One of the most important steps to take when encouraging children to learn and helping them to do their best is to prioritize communication. Try to create a culture at home that promotes openness. Catch up with your kids at the end of each day, spend quality time together and share your thoughts, ideas and feelings. Let your children know that you’re always available to listen or offer advice and try to make them feel comfortable. If they’re finding a topic difficult at school, for example, or they’re worried about exams, you want to make sure that they feel able to be open and honest with you.

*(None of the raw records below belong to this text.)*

//! Table shapes, ghost/archive naming, and the checks a table must pass
//! before and while it is changed.

use super::OscDomainError;
use serde::{Deserialize, Serialize};

const GHOST_SUFFIX: &str = "_osc_new_";
const ARCHIVE_SUFFIX: &str = "_osc_old_";

/// Longest origin table name whose ghost and archive names still fit the
/// engine's identifier limit.
pub const MAX_TABLE_NAME_LENGTH: usize = 54;

/// A unique key of a table.
#[derive(Debug, Clone, PartialEq, Eq, Serialize, Deserialize)]
pub struct UniqueKey {
    /// Key column names in key order.
    pub columns: Vec<String>,
    /// Whether any key column accepts `NULL`.
    pub nullable: bool,
}

impl UniqueKey {
    /// Creates a unique key over `columns`.
    #[must_use]
    pub fn new(columns: impl IntoIterator<Item = String>, nullable: bool) -> Self {
        Self {
            columns: columns.into_iter().collect(),
            nullable,
        }
    }
}

/// Column layout of a table as reported by the database engine.
#[derive(Debug, Clone, PartialEq, Eq, Serialize, Deserialize)]
pub struct TableDefinition {
    /// Table name.
    pub name: String,
    /// Column names in declaration order.
    pub columns: Vec<String>,
    /// Primary key column names in key order.
    pub primary_key: Vec<String>,
    /// DDL the engine reports for the table.
    pub ddl: String,
    /// Names of the foreign key constraints declared on the table.
    #[serde(default)]
    pub foreign_keys: Vec<String>,
    /// Unique keys other than the primary key.
    #[serde(default)]
    pub unique_keys: Vec<UniqueKey>,
}

impl TableDefinition {
    /// Creates a table definition.
    #[must_use]
    pub fn new(
        name: impl Into<String>,
        columns: impl IntoIterator<Item = String>,
        primary_key: impl IntoIterator<Item = String>,
        ddl: impl Into<String>,
    ) -> Self {
        Self {
            name: name.into(),
            columns: columns.into_iter().collect(),
            primary_key: primary_key.into_iter().collect(),
            ddl: ddl.into(),
            foreign_keys: Vec::new(),
            unique_keys: Vec::new(),
        }
    }

    /// Adds a foreign key constraint.
    #[must_use]
    pub fn with_foreign_key(mut self, name: impl Into<String>) -> Self {
        self.foreign_keys.push(name.into());
        self
    }

    /// Adds a unique key.
    #[must_use]
    pub fn with_unique_key(mut self, key: UniqueKey) -> Self {
        self.unique_keys.push(key);
        self
    }

    /// Returns whether the table declares `column` (case-insensitive).
    #[must_use]
    pub fn has_column(&self, column: &str) -> bool {
        self.columns
            .iter()
            .any(|candidate| candidate.eq_ignore_ascii_case(column))
    }
}

/// Checks that `new_table` can receive every row of `origin`.
///
/// Every origin column must exist in the new table, and every primary key
/// column of the new table must exist in the origin table. Returns the
/// origin columns to replicate, in origin order.
///
/// # Errors
///
/// Returns [`OscDomainError::ColumnNotFound`] for the first origin column
/// missing from the new table, or
/// [`OscDomainError::PrimaryKeyColumnNotInOrigin`] for a primary key column
/// the origin table lacks.
pub fn check_column_compatibility(
    origin: &TableDefinition,
    new_table: &TableDefinition,
) -> Result<Vec<String>, OscDomainError> {
    if let Some(missing) = origin
        .columns
        .iter()
        .find(|column| !new_table.has_column(column))
    {
        return Err(OscDomainError::ColumnNotFound {
            column: missing.clone(),
            table: new_table.name.clone(),
        });
    }

    if let Some(added) = new_table
        .primary_key
        .iter()
        .find(|column| !origin.has_column(column))
    {
        return Err(OscDomainError::PrimaryKeyColumnNotInOrigin {
            column: added.clone(),
        });
    }

    Ok(origin.columns.clone())
}

/// Checks that `table` is short enough to derive ghost and archive names.
///
/// # Errors
///
/// Returns [`OscDomainError::TableNameTooLong`] above
/// [`MAX_TABLE_NAME_LENGTH`] characters.
pub fn check_table_name_length(table: &str) -> Result<(), OscDomainError> {
    let length = table.trim().chars().count();
    if length > MAX_TABLE_NAME_LENGTH {
        return Err(OscDomainError::TableNameTooLong {
            table: table.trim().to_owned(),
            length,
            max: MAX_TABLE_NAME_LENGTH,
        });
    }
    Ok(())
}

/// Checks that rows of `origin` can be replicated and swapped safely.
///
/// The table must not take part in foreign keys of its own, and every row
/// must be addressable through a primary key or a unique key without
/// nullable columns.
///
/// # Errors
///
/// Returns [`OscDomainError::ForeignKeyTable`] or
/// [`OscDomainError::NoUniqueKey`].
pub fn check_table_eligible(origin: &TableDefinition) -> Result<(), OscDomainError> {
    if !origin.foreign_keys.is_empty() {
        return Err(OscDomainError::ForeignKeyTable(origin.name.clone()));
    }
    let addressable = !origin.primary_key.is_empty()
        || origin
            .unique_keys
            .iter()
            .any(|key| !key.columns.is_empty() && !key.nullable);
    if !addressable {
        return Err(OscDomainError::NoUniqueKey(origin.name.clone()));
    }
    Ok(())
}

/// Derives the ghost table name for `origin`, preserving identifier quotes.
#[must_use]
pub fn ghost_table_name(origin: &str) -> String {
    decorate(origin, GHOST_SUFFIX)
}

/// Derives the archive table name for `origin`, preserving identifier quotes.
#[must_use]
pub fn archive_table_name(origin: &str) -> String {
    decorate(origin, ARCHIVE_SUFFIX)
}

fn decorate(origin: &str, suffix: &str) -> String {
    let trimmed = origin.trim();
    for quote in ['`', '"'] {
        if let Some(inner) = trimmed
            .strip_prefix(quote)
            .and_then(|rest| rest.strip_suffix(quote))
        {
            return format!("{quote}_{inner}{suffix}{quote}");
        }
    }
    format!("_{trimmed}{suffix}")
}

Try a different approach with complex ideas or difficult topics
Every adult has memories of being at school and finding certain topics baffling or stumbling across concepts and theories that seemed impossible to understand or master. If your child is struggling to digest information or get their head around a specific subject or theory, explore different approaches. Try to offer explanations using simple language and use visual resources. Many children and adults respond positively to videos, infographics, charts, diagrams and images. The human brain also processes visual media around 60,000 times faster than text. Watching videos, making posters, looking at images and graphs and playing interactive games can also help to boost information retention. Click here to see examples of video lessons you can access to learn at home. Practical activities can also help children and teens to conquer complex ideas. Scientific experiments are a brilliant example.
Mental health is an increasingly common barrier to learning and development among children and teenagers. Studies show that mental health disorders and stress are becoming more prevalent. CDC figures suggest that over 37% of 12-17-year-olds experience prolonged episodes of feeling sad or hopeless and almost 10% of children were diagnosed with anxiety between 2016 and 2019. Mental health issues can impact focus and concentration, confidence and well-being, sleep patterns and energy levels and the ability to perform cognitive tasks. Poor mental health can also affect relationships and physical health.
It is very common for children and teens to have bad days and to go through periods when they feel worried or anxious, for example, if they have tests or exams coming up. If your child seems to be struggling and you’re worried that their behavior has changed, or they’re anxious without an obvious cause, try to talk to them. Be gentle and tread carefully. Don’t pressure them into speaking to you if they’re not ready. Let them know you will be there if they need you and encourage them to seek advice elsewhere if they would feel more comfortable talking to other people. They might have a teacher who they get on very well with, they might want to speak to an older sibling or they may be more inclined to open up to a doctor, for example.
A lack of confidence can hold children back at any age. If a child doesn’t feel confident, they may be reluctant to participate in class and they might doubt their own abilities. They may assume that there’s no point in setting goals because they can’t achieve them or they may shy away from trying new things or taking on challenges. It can be difficult to build confidence in children but there are steps you can take. Focus on your child’s strengths, recognize, reward and celebrate achievements and milestones, avoid making comparisons with yourself or other people and encourage them to try new things and broaden their horizons. Don’t dwell on mistakes and make sure your child knows that nobody is good at everything. Try to avoid putting too much emphasis on results and grades. There are lots of ways of being successful and multiple traits that make people special, such as kindness, creativity, compassion, generosity, inquisitiveness, loyalty and integrity.
Many children come up against barriers, which impact learning and their ability to perform well at school. As a parent, it’s natural to want to help your child to overcome hurdles. To break down barriers, prioritize communication and mental health, look for ways to tackle difficult subjects and make learning more engaging and fun and boost your child’s self-confidence.